Sound Enhancement Method, Device, Program and Recording Medium

1. A sound enhancement method of obtaining a frequency-domain output signal in which a sound from a desired position determined by a direction and a distance is enhanced by applying, for each frequency, a filter enhancing a sound from the position to frequency-domain signals transformed from M picked-up sounds picked up with M microphones, where M is an integer greater than or equal to two, the method comprising: a filter design step of using a transmission characteristic a i,g of a sound that comes from each of one or a plurality of positions that are assumed to be sound sources and arrives at each of the microphones to obtain the filter for each frequency for a position that is a target of a sound enhancement, where i denotes a direction and g denotes a distance for identifying each of the positions; and a filter applying step of applying the filter obtained at the filter design step to the frequency-domain signals for each frequency to obtain the output signal; wherein each of the transmission characteristics a i,g is represented by the sum of a transmission characteristic of a direct sound that comes from the position determined by the direction i and the distance g and directly arrives at the M microphones and a transmission characteristic of one or more reflected sounds, the one or more reflected sounds being produced by reflection of the direct sound off an reflective object and arriving at the M microphones.
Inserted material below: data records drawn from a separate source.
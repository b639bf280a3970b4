//! Site-specific error types

use axum::http::StatusCode;
use axum::response::{IntoResponse, Response};
use shared::SharedError;
use thiserror::Error;

/// Message shown in the error banner whenever an analysis does not succeed.
pub const ANALYSIS_FAILED_MESSAGE: &str = "Failed to process image. Please try again.";

/// The only failure an analyzer can report. Carries no detail; implementations
/// log the cause before returning it.
#[derive(Error, Debug, Clone, Copy, PartialEq, Eq)]
#[error("image analysis failed")]
pub struct AnalysisFailed;

#[derive(Error, Debug)]
pub enum SiteError {
    #[error("Configuration error: {0}")]
    Config(String),

    #[error("Server startup error: {0}")]
    ServerStartup(String),

    #[error("Image not found: {id}")]
    ImageNotFound { id: String },

    #[error("Invalid upload: {details}")]
    InvalidUpload { details: String },

    #[error("Shared component error: {0}")]
    Shared(#[from] SharedError),

    #[error("I/O error: {0}")]
    Io(#[from] std::io::Error),
}

impl SiteError {
    pub fn config(message: impl Into<String>) -> Self {
        Self::Config(message.into())
    }

    pub fn invalid_upload(details: impl Into<String>) -> Self {
        Self::InvalidUpload {
            details: details.into(),
        }
    }

    pub fn status_code(&self) -> StatusCode {
        match self {
            SiteError::ImageNotFound { .. } => StatusCode::NOT_FOUND,
            SiteError::InvalidUpload { .. } => StatusCode::BAD_REQUEST,
            _ => StatusCode::INTERNAL_SERVER_ERROR,
        }
    }
}

impl IntoResponse for SiteError {
    fn into_response(self) -> Response {
        (self.status_code(), self.to_string()).into_response()
    }
}

pub type SiteResult<T> = Result<T, SiteError>;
2. The sound enhancement method according to claim 1 , wherein each of the transmission characteristics a i,g is the sum of a steering vector of the direct sound and each steering vector of the one or more reflected sounds whose decays due to reflection and arrival time differences with respect to the direct sound are corrected.

3. The sound enhancement method according to claim 1 , wherein each of transmission characteristics a i,g is obtained by measurement in a real environment.

4. The sound enhancement method according to any one of claims 1 to 3 , wherein the filter design step obtains, for each frequency, the filter that minimizes the power of sounds from positions other than the position that is the target of sound enhancement.

5. The sound enhancement method according to any one of claims 1 to 3 , wherein the filter design step obtains, for each frequency, the filter that maximizes the signal-to-noise ratio of a sound from the position that is the target of sound enhancement.

6. The sound enhancement method according to any one of claims 1 to 3 , wherein the filter design step obtains, for each frequency, the filter that minimizes the power of sounds from positions other than the one or plurality of positions that are assumed to be sound source positions while a filter coefficient for one of the M microphones is fixed at a constant value.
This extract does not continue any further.